Past event

The Armenian-Azerbaijani Conflict: Closure or Continuation? MECACS Presents Dr Laurence Broers South Caucasus Programme Director - Conciliation Resources

Eurasia's original ‘frozen conflict', the Armenian-Azerbaijani conflict has eluded resolution for more than 30 years. Military victory for the Armenian side in the mid-1990s left only a drifting and increasingly unstable stalemate. In 2020 the tables turned as Azerbaijan won a crushing military victory in a second, six-week war and declared the conflict over. Yet two years later, despite some faltering steps towards institutionalising new negotiation tracks, violence continues. This talk will explore the situation nearly two years on from the 9 November 2020 ceasefire. Drawing on insights from the speaker's work as a practitioner engaged in peacebuilding programming, the talk will discuss military, political, diplomatic and geopolitical developments since 2020 and discuss the prospects for the resolution or prolongation of the conflict.

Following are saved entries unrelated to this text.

//! Pipeline state machine
//!
//! ```text
//! Idle      --validate(ok, valid)-->  Validated
//! Validated --retrieve(ok)-->         Retrieved
//! Retrieved --generate(ok, docs>0)--> Reported
//! Retrieved --retrieve(ok)-->         Retrieved   (fresh documents)
//! Reported  --retrieve(ok)-->         Retrieved   (report dropped)
//! Reported  --generate(ok)-->         Reported    (regenerated)
//! *         --validate-->             Idle, then Validated on acceptance
//! ```
//!
//! Each state carries everything the next stage needs, so documents and
//! reports can never outlive the industry they were produced for.

use crate::errors::{PipelineError, Result};
use crate::types::{DocumentSet, Report, ValidatedIndustry};
use serde::Serialize;

/// Current stage and the outputs gathered so far
#[derive(Debug, Clone, Default, PartialEq, Serialize)]
#[serde(tag = "state", content = "data")]
pub enum PipelineState {
    #[default]
    Idle,
    Validated(ValidatedIndustry),
    Retrieved(ValidatedIndustry, DocumentSet),
    Reported(ValidatedIndustry, DocumentSet, Report),
}

impl PipelineState {
    pub fn new() -> Self {
        PipelineState::Idle
    }

    /// Variant name, for logs and errors
    pub fn name(&self) -> &'static str {
        match self {
            PipelineState::Idle => "Idle",
            PipelineState::Validated(..) => "Validated",
            PipelineState::Retrieved(..) => "Retrieved",
            PipelineState::Reported(..) => "Reported",
        }
    }

    /// Human-readable state name
    pub fn display_name(&self) -> &'static str {
        match self {
            PipelineState::Idle => "Waiting for an industry",
            PipelineState::Validated(..) => "Industry validated",
            PipelineState::Retrieved(..) => "Documents retrieved",
            PipelineState::Reported(..) => "Report ready",
        }
    }

    pub fn industry(&self) -> Option<&ValidatedIndustry> {
        match self {
            PipelineState::Idle => None,
            PipelineState::Validated(industry)
            | PipelineState::Retrieved(industry, _)
            | PipelineState::Reported(industry, _, _) => Some(industry),
        }
    }

    pub fn documents(&self) -> Option<&DocumentSet> {
        match self {
            PipelineState::Retrieved(_, documents) | PipelineState::Reported(_, documents, _) => {
                Some(documents)
            }
            _ => None,
        }
    }

    pub fn report(&self) -> Option<&Report> {
        match self {
            PipelineState::Reported(_, _, report) => Some(report),
            _ => None,
        }
    }

    pub fn can_retrieve(&self) -> bool {
        self.industry().is_some()
    }

    pub fn can_generate(&self) -> bool {
        self.documents().is_some_and(|docs| !docs.is_empty())
    }

    /// Drop everything and return to `Idle`
    pub fn reset(&mut self) {
        self.set(PipelineState::Idle);
    }

    /// Enter `Validated`; only accepted industries may be held
    pub(crate) fn advance_validated(&mut self, industry: ValidatedIndustry) -> Result<()> {
        if !industry.valid {
            return Err(self.invalid("Validated", "industry was not accepted"));
        }
        self.set(PipelineState::Validated(industry));
        Ok(())
    }

    /// Enter `Retrieved`, replacing any earlier documents and report
    pub(crate) fn advance_retrieved(&mut self, documents: DocumentSet) -> Result<()> {
        let industry = self
            .industry()
            .cloned()
            .ok_or_else(|| self.invalid("Retrieved", "Incomplete Step 1: Industry Validation"))?;
        self.set(PipelineState::Retrieved(industry, documents));
        Ok(())
    }

    /// Enter `Reported`, replacing any earlier report
    pub(crate) fn advance_reported(&mut self, report: Report) -> Result<()> {
        let from = self.name();
        let current = std::mem::take(self);
        match current {
            PipelineState::Retrieved(industry, documents)
            | PipelineState::Reported(industry, documents, _) => {
                if documents.is_empty() {
                    *self = PipelineState::Retrieved(industry, documents);
                    return Err(PipelineError::NoDocuments);
                }
                tracing::debug!("[state] {} -> Reported", from);
                *self = PipelineState::Reported(industry, documents, report);
                Ok(())
            }
            other => {
                *self = other;
                Err(self.invalid("Reported", "Incomplete Step 2: Document Retrieval"))
            }
        }
    }

    fn set(&mut self, next: PipelineState) {
        tracing::debug!("[state] {} -> {}", self.name(), next.name());
        *self = next;
    }

    fn invalid(&self, to: &str, reason: &str) -> PipelineError {
        PipelineError::InvalidTransition {
            from: self.name().to_string(),
            to: to.to_string(),
            reason: reason.to_string(),
        }
    }
}
//! Stage 2: fetch candidate documents and keep the relevant ones
//!
//! # Early-stopping relevance filter
//!
//! ```text
//! candidates ← search(industry, top_k = max_candidates, max_chars)
//! accepted ← []
//! for c in candidates (retrieval order):
//!     if classify(c.title, industry) starts with YES: accepted.push(c)
//!     if |accepted| = quota: stop
//! ```
//!
//! Classifier calls: at least `min(quota, |candidates|)`, at most
//! `|candidates|`. The loop is sequential because the stop condition
//! depends on the count accepted so far.

use crate::classifier::RelevanceClassifier;
use crate::config::Limits;
use crate::errors::{PipelineError, Result, ServiceError};
use crate::pipeline::validator::MISSING_CREDENTIAL;
use crate::search::{truncate_chars, DocumentSearch};
use crate::types::{Document, DocumentSet};
use serde::Serialize;
use std::sync::Arc;
use std::time::Duration;

/// Outcome of one retrieval run
#[derive(Debug, Clone, PartialEq, Eq, Serialize)]
pub struct Retrieval {
    pub documents: DocumentSet,
    /// Size of the candidate pool returned by search
    pub candidates_fetched: usize,
    /// Candidates that went through the classifier before stopping
    pub candidates_evaluated: usize,
}

impl Retrieval {
    pub fn is_under_quota(&self) -> bool {
        self.documents.is_under_quota()
    }
}

/// Quota-bounded, relevance-filtered document retrieval
pub struct DocumentRetriever {
    search: Arc<dyn DocumentSearch>,
    classifier: Option<Arc<RelevanceClassifier>>,
    limits: Limits,
    timeout: Duration,
}

impl DocumentRetriever {
    pub fn new(
        search: Arc<dyn DocumentSearch>,
        classifier: Option<Arc<RelevanceClassifier>>,
        limits: Limits,
        timeout: Duration,
    ) -> Self {
        DocumentRetriever {
            search,
            classifier,
            limits,
            timeout,
        }
    }

    /// Retrieve up to `quota` relevant documents for `industry`
    ///
    /// An empty or under-quota set is a success. A search failure is
    /// surfaced immediately with no partial set.
    pub async fn retrieve(&self, industry: &str) -> Result<Retrieval> {
        let classifier = self
            .classifier
            .as_ref()
            .ok_or_else(|| PipelineError::Config(MISSING_CREDENTIAL.to_string()))?;

        let candidates = self.fetch_candidates(industry).await?;
        let candidates_fetched = candidates.len();

        let mut documents = DocumentSet::with_quota(self.limits.quota);
        let mut candidates_evaluated = 0;

        for candidate in candidates {
            if documents.is_full() {
                break;
            }

            candidates_evaluated += 1;
            if classifier.is_relevant(&candidate.title, industry).await? {
                documents.push(candidate);
            }
        }

        tracing::info!(
            industry,
            accepted = documents.len(),
            quota = self.limits.quota,
            fetched = candidates_fetched,
            evaluated = candidates_evaluated,
            "retrieval finished"
        );
        if documents.is_under_quota() {
            tracing::warn!(
                industry,
                accepted = documents.len(),
                quota = self.limits.quota,
                "document set under quota"
            );
        }

        Ok(Retrieval {
            documents,
            candidates_fetched,
            candidates_evaluated,
        })
    }

    async fn fetch_candidates(&self, industry: &str) -> Result<Vec<Document>> {
        let limits = &self.limits;
        let search = self
            .search
            .search(industry, limits.max_candidates, limits.max_content_chars);

        let candidates = tokio::time::timeout(self.timeout, search)
            .await
            .unwrap_or(Err(ServiceError::Timeout(self.timeout)))
            .map_err(|e| PipelineError::Retrieval(e.to_string()))?;

        // Enforce the bounds even if the collaborator overshoots them
        Ok(candidates
            .into_iter()
            .take(limits.max_candidates)
            .map(|mut doc| {
                if doc.content.chars().count() > limits.max_content_chars {
                    doc.content = truncate_chars(&doc.content, limits.max_content_chars).to_string();
                }
                doc
            })
            .collect())
    }
}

Laurence Broers has more than 20 years' experience as a scholar of conflicts in the South Caucasus and practitioner of efforts directed at their peaceful resolution. He currently works as the South Caucasus Programme Director at peacebuilding NGO Conciliation Resources. He is the author of Armenia and Azerbaijan: Anatomy of a Rivalry (Edinburgh University Press, 2019) and co-editor of Armenia's Velvet Revolution: Authoritarian Decline and Civil Resistance in a Multipolar World (I.B. Tauris, 2020, with Anna Ohanyan) and the Routledge Handbook of the Caucasus (Routledge, 2020, wikth Galina Yemelianova). Laurence is also the founding editor and co-editor-in-chief of the first dedicated scholarly journal dedicated to the Caucasus, Caucasus Survey, and serves as associate fellow at the Russia and Eurasia Programme at Chatham House.